Slender Starburst Moss, Atrichum angustatum
Polytrichaceae or Haircap Moss Family

A robust moss up to an inch tall. Often some plants will often have spore capsules on long stalks arising from the top, about doubling the plant height. When moist, the leaves spread widely and present a starburst look from the top. When dry, the leaves twist and contort and make the plant look dead. Wet plants are shown in the lefthand pictures at right and below. Dry plants can be seen in the righthand pictures, and also in the habitat shot at left.

The leaves are long, narrow, and strongly toothed. There is a very strong costa (midvein) down the centerline of each leaf. Close inspection with a good handlens will show longitudinal striations. The spore capsule is reddish brown. When young and fresh there is a little cap on top; the cap is lost when the spores mature, revealing a ring of teeth around the opening. Capsules persist long after the spores are dispersed.

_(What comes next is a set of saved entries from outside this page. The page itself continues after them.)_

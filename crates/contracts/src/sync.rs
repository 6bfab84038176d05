//! Messages replicated between the host and participants.
//!
//! Word lists travel once, at join time, as `CatalogueEntry` values. Round
//! assignments only carry category names and every participant resolves the
//! words from its local catalogue.

use serde::{Deserialize, Serialize};

use crate::{PlayerId, SessionSettings, SCHEMA_VERSION_V1};

#[derive(Debug, Clone, Serialize, Deserialize, PartialEq, Eq)]
pub struct CatalogueEntry {
    pub category_name: String,
    /// Comma separated, already normalized by the sender.
    pub words: String,
}

#[derive(Debug, Clone, Serialize, Deserialize, PartialEq, Eq)]
pub struct RoundAssignment {
    pub schema_version: String,
    pub round_id: u64,
    pub player_id: PlayerId,
    pub location_id: String,
    pub shared_category_names: Vec<String>,
    pub private_category_names: Vec<String>,
}

impl RoundAssignment {
    pub fn new(
        round_id: u64,
        player_id: PlayerId,
        location_id: impl Into<String>,
        shared_category_names: Vec<String>,
        private_category_names: Vec<String>,
    ) -> Self {
        Self {
            schema_version: SCHEMA_VERSION_V1.to_string(),
            round_id,
            player_id,
            location_id: location_id.into(),
            shared_category_names,
            private_category_names,
        }
    }
}

/// Host -> participant traffic.
#[derive(Debug, Clone, Serialize, Deserialize, PartialEq)]
#[serde(tag = "type", rename_all = "snake_case")]
pub enum SyncMessage {
    CatalogueSync {
        entries: Vec<CatalogueEntry>,
        forced_category_names: Vec<String>,
    },
    SettingsSync {
        /// `None` when broadcast to everyone after a settings change.
        target: Option<PlayerId>,
        settings: SessionSettings,
    },
    RoundAssignment(RoundAssignment),
    RoundEnded {
        round_id: u64,
    },
    Notice {
        title: String,
        body: String,
    },
}

impl SyncMessage {
    pub fn label(&self) -> &'static str {
        match self {
            SyncMessage::CatalogueSync { .. } => "catalogue_sync",
            SyncMessage::SettingsSync { .. } => "settings_sync",
            SyncMessage::RoundAssignment(_) => "round_assignment",
            SyncMessage::RoundEnded { .. } => "round_ended",
            SyncMessage::Notice { .. } => "notice",
        }
    }
}

/// Participant -> host traffic.
#[derive(Debug, Clone, Serialize, Deserialize, PartialEq, Eq)]
#[serde(tag = "type", rename_all = "snake_case")]
pub enum AuthorityRequest {
    RequestCatalogue { player_id: PlayerId },
    RequestSettings { player_id: PlayerId },
    ToggleProfanity { player_id: PlayerId },
    ToggleHideShared { player_id: PlayerId },
    ToggleHidePrivate { player_id: PlayerId },
}

impl AuthorityRequest {
    pub fn player_id(&self) -> PlayerId {
        match self {
            AuthorityRequest::RequestCatalogue { player_id }
            | AuthorityRequest::RequestSettings { player_id }
            | AuthorityRequest::ToggleProfanity { player_id }
            | AuthorityRequest::ToggleHideShared { player_id }
            | AuthorityRequest::ToggleHidePrivate { player_id } => *player_id,
        }
    }
}
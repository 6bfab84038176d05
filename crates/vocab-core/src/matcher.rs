//! Text and speech matching against the active vocabulary.
//!
//! Matching is plain substring containment on normalized text, so a short
//! word also matches inside a longer one ("ass" in "class").

use crate::session::SessionVocabularyState;

/// Confidence used for typed input (chat, terminal).
pub const TYPED_INPUT_CONFIDENCE: f64 = 1.0;

#[derive(Debug, Clone, Copy, PartialEq, Eq)]
pub enum LegalReason {
    RoundInactive,
    SpeakerEliminated,
    BelowThreshold,
    NoMatch,
}

#[derive(Debug, Clone, PartialEq, Eq)]
pub enum Verdict {
    Legal(LegalReason),
    Violation { word: String },
}

impl Verdict {
    pub fn is_legal(&self) -> bool {
        matches!(self, Verdict::Legal(_))
    }
}

pub fn normalize(text: &str) -> String {
    text.trim().to_lowercase()
}

#[derive(Debug, Clone, Copy, PartialEq)]
pub struct Matcher {
    confidence_threshold: f64,
}

impl Matcher {
    pub fn new(confidence_threshold: f64) -> Self {
        Self {
            confidence_threshold,
        }
    }

    pub fn confidence_threshold(&self) -> f64 {
        self.confidence_threshold
    }

    pub fn set_confidence_threshold(&mut self, threshold: f64) {
        self.confidence_threshold = threshold;
    }

    pub fn evaluate(
        &self,
        state: &SessionVocabularyState,
        text: &str,
        confidence: f64,
        speaker_alive: bool,
    ) -> Verdict {
        if !state.round_in_progress() {
            return Verdict::Legal(LegalReason::RoundInactive);
        }
        if !speaker_alive {
            return Verdict::Legal(LegalReason::SpeakerEliminated);
        }
        // NaN compares false against everything, so test it explicitly.
        if !confidence.is_finite() || confidence < self.confidence_threshold {
            return Verdict::Legal(LegalReason::BelowThreshold);
        }

        let normalized = normalize(text);
        state
            .active_words()
            .iter()
            .find(|word| normalized.contains(word.as_str()))
            .map(|word| Verdict::Violation { word: word.clone() })
            .unwrap_or(Verdict::Legal(LegalReason::NoMatch))
    }
}

#[cfg(test)]
mod tests {
    use super::*;
    use crate::catalogue::VocabularyCatalogue;
    use std::collections::BTreeSet;

    fn active_state() -> SessionVocabularyState {
        let mut catalogue = VocabularyCatalogue::default();
        catalogue.add_category("Bracken", "bracken,flowerman").expect("bracken");
        catalogue.add_category("Profanity", "ass").expect("profanity");
        let mut state = SessionVocabularyState::default();
        state.set_forced(&catalogue, ["Profanity".to_string()].into_iter().collect());
        state
            .begin_round(&catalogue, ["Bracken".to_string()].into_iter().collect(), BTreeSet::new())
            .expect("begin");
        state
    }

    #[test]
    fn detects_word_regardless_of_case_and_padding() {
        let matcher = Matcher::new(0.9);
        let verdict = matcher.evaluate(&active_state(), "  I saw a Flowerman!", TYPED_INPUT_CONFIDENCE, true);
        assert_eq!(verdict, Verdict::Violation { word: "flowerman".to_string() });
    }

    #[test]
    fn clean_text_is_legal() {
        let matcher = Matcher::new(0.9);
        let verdict = matcher.evaluate(&active_state(), "nothing to report", TYPED_INPUT_CONFIDENCE, true);
        assert_eq!(verdict, Verdict::Legal(LegalReason::NoMatch));
    }

    #[test]
    fn substring_inside_longer_word_still_matches() {
        let matcher = Matcher::new(0.9);
        let verdict = matcher.evaluate(&active_state(), "first class loot", TYPED_INPUT_CONFIDENCE, true);
        assert_eq!(verdict, Verdict::Violation { word: "ass".to_string() });
    }

    #[test]
    fn low_confidence_is_always_legal() {
        let matcher = Matcher::new(0.9);
        let verdict = matcher.evaluate(&active_state(), "bracken bracken", 0.89, true);
        assert_eq!(verdict, Verdict::Legal(LegalReason::BelowThreshold));
    }

    #[test]
    fn non_finite_confidence_is_below_threshold() {
        let matcher = Matcher::new(0.9);
        for confidence in [f64::NAN, f64::INFINITY, f64::NEG_INFINITY] {
            assert_eq!(
                matcher.evaluate(&active_state(), "bracken", confidence, true),
                Verdict::Legal(LegalReason::BelowThreshold)
            );
        }
    }

    #[test]
    fn confidence_at_threshold_is_checked() {
        let matcher = Matcher::new(0.9);
        assert!(!matcher.evaluate(&active_state(), "bracken", 0.9, true).is_legal());
    }

    #[test]
    fn dead_speaker_and_idle_round_are_legal() {
        let matcher = Matcher::new(0.9);
        assert_eq!(
            matcher.evaluate(&active_state(), "bracken", 1.0, false),
            Verdict::Legal(LegalReason::SpeakerEliminated)
        );
        assert_eq!(
            matcher.evaluate(&SessionVocabularyState::default(), "bracken", 1.0, true),
            Verdict::Legal(LegalReason::RoundInactive)
        );
    }
}
use serde::de::Error;
use serde::{Deserialize, Deserializer, Serializer};

#[derive(Deserialize)]
#[serde(untagged)]
enum U64Input {
    String(String),
    Number(u64),
}

impl U64Input {
    fn into_u64<E: Error>(self) -> Result<u64, E> {
        match self {
            U64Input::String(raw) => raw.trim().parse::<u64>().map_err(E::custom),
            U64Input::Number(value) => Ok(value),
        }
    }
}

pub fn serialize<S>(value: &u64, serializer: S) -> Result<S::Ok, S::Error>
where
    S: Serializer,
{
    serializer.serialize_str(&value.to_string())
}

pub fn deserialize<'de, D>(deserializer: D) -> Result<u64, D::Error>
where
    D: Deserializer<'de>,
{
    U64Input::deserialize(deserializer)?.into_u64()
}

/// Same encoding for `Option<u64>` fields such as the optional RNG seed.
pub mod option {
    use super::*;

    pub fn serialize<S>(value: &Option<u64>, serializer: S) -> Result<S::Ok, S::Error>
    where
        S: Serializer,
    {
        match value {
            Some(value) => serializer.serialize_some(&value.to_string()),
            None => serializer.serialize_none(),
        }
    }

    pub fn deserialize<'de, D>(deserializer: D) -> Result<Option<u64>, D::Error>
    where
        D: Deserializer<'de>,
    {
        Option::<U64Input>::deserialize(deserializer)?
            .map(U64Input::into_u64)
            .transpose()
    }
}

#[cfg(test)]
mod tests {
    use serde::{Deserialize, Serialize};

    #[derive(Debug, Serialize, Deserialize, PartialEq, Eq)]
    struct Wrapper {
        #[serde(with = "super")]
        player_id: u64,
        #[serde(default, with = "super::option")]
        seed: Option<u64>,
    }

    #[test]
    fn deserialize_accepts_string() {
        let parsed: Wrapper =
            serde_json::from_str(r#"{"player_id":"1337","seed":"9"}"#).expect("string ids");
        assert_eq!(parsed.player_id, 1337);
        assert_eq!(parsed.seed, Some(9));
    }

    #[test]
    fn deserialize_accepts_number_and_missing_option() {
        let parsed: Wrapper = serde_json::from_str(r#"{"player_id":1337}"#).expect("numeric id");
        assert_eq!(parsed.player_id, 1337);
        assert_eq!(parsed.seed, None);
    }
}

Mosses in general have never evolved the control mechanisms to grow multicellular leaves, so their leaves are only one cell thick. A single cell is inefficient at absorbing light for photosynthesis. Members of the Polytrichaceae have evolved one solution. They grow little walls, one cell thick, running alongside the costa. These walls can capture more light for photosynthesis. A cross-section through the leaf, examined under the microscope (bottom right picture, at 100x magnification) shows there are 6-9 such walls, each 5-10 cells tall. The bottom left picture shows the upper part of a leaf at 35x, and the bottom middle shows the teeth and the individual leaf cells at 430x. This species has the smallest cells of any species in the genus, about 16 micrometers (a micrometer is a thousandth of a milimeter).

The hair cap mosses are named for the hairs on the cap of the spore case. The genus that gave the family it's name means "many (Poly-) hairs (trichum)." The genus name Atrichum means "no hairs," and fittingly members of this genus are bald.

Slender Starburst is a common moss along roadsides and trails in the woods, eastern North America from Newfoundland to Manitoba, south to Texas and Florida, and also in Central America, the Carribean and western Europe. In Wildwood look for it along the trails, especially on the western slope.

All hair cap mosses look roughly similar. This species is fairly easy to identify because of the extreme crisping and contortions of the dried leaves.